§ **DIRECTIONS**
Could you copy every line in the listing below that has the word "MemoryState"?

§ **INPUT DATA**
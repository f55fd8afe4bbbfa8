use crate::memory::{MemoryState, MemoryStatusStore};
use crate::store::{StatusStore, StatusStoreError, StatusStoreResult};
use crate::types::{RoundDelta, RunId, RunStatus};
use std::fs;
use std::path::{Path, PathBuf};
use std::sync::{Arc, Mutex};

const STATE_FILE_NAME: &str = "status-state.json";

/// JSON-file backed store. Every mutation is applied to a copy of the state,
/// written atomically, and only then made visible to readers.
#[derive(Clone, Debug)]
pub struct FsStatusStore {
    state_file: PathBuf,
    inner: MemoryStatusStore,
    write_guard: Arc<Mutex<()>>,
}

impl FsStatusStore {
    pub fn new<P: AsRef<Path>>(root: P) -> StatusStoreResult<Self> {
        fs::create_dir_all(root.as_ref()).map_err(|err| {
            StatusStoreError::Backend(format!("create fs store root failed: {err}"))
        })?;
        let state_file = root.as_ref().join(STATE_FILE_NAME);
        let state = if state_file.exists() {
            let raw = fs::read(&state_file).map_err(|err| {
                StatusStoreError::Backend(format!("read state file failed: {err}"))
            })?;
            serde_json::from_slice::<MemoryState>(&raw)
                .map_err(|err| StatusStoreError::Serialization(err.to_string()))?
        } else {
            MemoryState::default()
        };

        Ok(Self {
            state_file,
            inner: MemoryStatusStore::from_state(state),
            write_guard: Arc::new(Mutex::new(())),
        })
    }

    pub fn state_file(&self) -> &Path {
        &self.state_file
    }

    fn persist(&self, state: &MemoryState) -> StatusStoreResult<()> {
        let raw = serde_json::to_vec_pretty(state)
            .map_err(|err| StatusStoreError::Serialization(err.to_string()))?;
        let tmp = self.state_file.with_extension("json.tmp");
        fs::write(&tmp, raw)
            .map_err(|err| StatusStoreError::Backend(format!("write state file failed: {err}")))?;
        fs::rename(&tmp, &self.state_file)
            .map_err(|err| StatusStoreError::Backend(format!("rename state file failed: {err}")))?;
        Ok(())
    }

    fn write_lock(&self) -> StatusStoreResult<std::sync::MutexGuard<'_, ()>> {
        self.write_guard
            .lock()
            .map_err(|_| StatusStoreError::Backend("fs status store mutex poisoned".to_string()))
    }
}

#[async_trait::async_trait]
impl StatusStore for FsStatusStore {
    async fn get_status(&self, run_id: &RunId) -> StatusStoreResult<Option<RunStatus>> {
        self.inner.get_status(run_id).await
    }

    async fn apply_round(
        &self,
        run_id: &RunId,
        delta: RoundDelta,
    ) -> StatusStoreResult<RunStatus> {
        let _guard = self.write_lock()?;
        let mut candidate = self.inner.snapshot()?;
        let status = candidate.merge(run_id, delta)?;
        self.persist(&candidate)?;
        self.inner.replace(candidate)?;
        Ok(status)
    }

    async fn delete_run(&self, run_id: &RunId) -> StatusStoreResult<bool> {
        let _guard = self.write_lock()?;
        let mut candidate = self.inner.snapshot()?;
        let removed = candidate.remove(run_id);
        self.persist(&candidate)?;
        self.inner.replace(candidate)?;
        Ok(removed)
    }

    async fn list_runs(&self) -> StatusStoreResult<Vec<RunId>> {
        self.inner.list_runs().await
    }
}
==
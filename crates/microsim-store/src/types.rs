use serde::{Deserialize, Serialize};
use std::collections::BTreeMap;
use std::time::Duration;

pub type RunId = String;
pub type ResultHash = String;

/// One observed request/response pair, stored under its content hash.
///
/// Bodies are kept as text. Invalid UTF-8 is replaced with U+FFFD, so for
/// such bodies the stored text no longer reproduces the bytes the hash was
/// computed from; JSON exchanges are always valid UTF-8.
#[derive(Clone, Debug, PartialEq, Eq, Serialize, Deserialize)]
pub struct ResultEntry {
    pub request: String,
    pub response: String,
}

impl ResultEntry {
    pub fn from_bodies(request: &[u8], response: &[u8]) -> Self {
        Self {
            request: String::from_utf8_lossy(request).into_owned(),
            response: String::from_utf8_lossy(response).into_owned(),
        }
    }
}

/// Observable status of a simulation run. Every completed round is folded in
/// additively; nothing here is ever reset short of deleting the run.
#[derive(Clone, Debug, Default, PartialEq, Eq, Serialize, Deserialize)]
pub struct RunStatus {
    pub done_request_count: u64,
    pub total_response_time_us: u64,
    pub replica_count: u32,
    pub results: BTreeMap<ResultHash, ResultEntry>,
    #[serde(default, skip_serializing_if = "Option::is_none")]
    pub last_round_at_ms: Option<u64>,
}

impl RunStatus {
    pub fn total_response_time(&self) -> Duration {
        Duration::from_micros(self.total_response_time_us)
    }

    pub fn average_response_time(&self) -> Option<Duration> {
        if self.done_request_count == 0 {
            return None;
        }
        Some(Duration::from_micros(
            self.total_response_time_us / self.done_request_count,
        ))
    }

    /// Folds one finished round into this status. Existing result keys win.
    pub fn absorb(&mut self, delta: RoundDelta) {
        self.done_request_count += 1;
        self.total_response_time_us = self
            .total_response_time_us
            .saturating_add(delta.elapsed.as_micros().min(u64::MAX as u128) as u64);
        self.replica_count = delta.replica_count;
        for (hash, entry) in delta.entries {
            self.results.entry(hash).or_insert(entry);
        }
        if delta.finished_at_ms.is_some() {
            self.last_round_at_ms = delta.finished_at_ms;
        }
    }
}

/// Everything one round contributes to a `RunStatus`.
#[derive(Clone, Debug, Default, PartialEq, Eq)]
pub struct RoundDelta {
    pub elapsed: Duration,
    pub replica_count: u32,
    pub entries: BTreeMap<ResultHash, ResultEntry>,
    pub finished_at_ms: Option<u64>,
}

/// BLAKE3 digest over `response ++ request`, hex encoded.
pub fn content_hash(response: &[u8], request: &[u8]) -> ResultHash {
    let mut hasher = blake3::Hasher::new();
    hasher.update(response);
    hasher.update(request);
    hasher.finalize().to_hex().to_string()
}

§ **PROBLEM SOLUTION**
use crate::memory::{MemoryState, MemoryStatusStore};
            serde_json::from_slice::<MemoryState>(&raw)
            MemoryState::default()
    fn persist(&self, state: &MemoryState) -> StatusStoreResult<()> {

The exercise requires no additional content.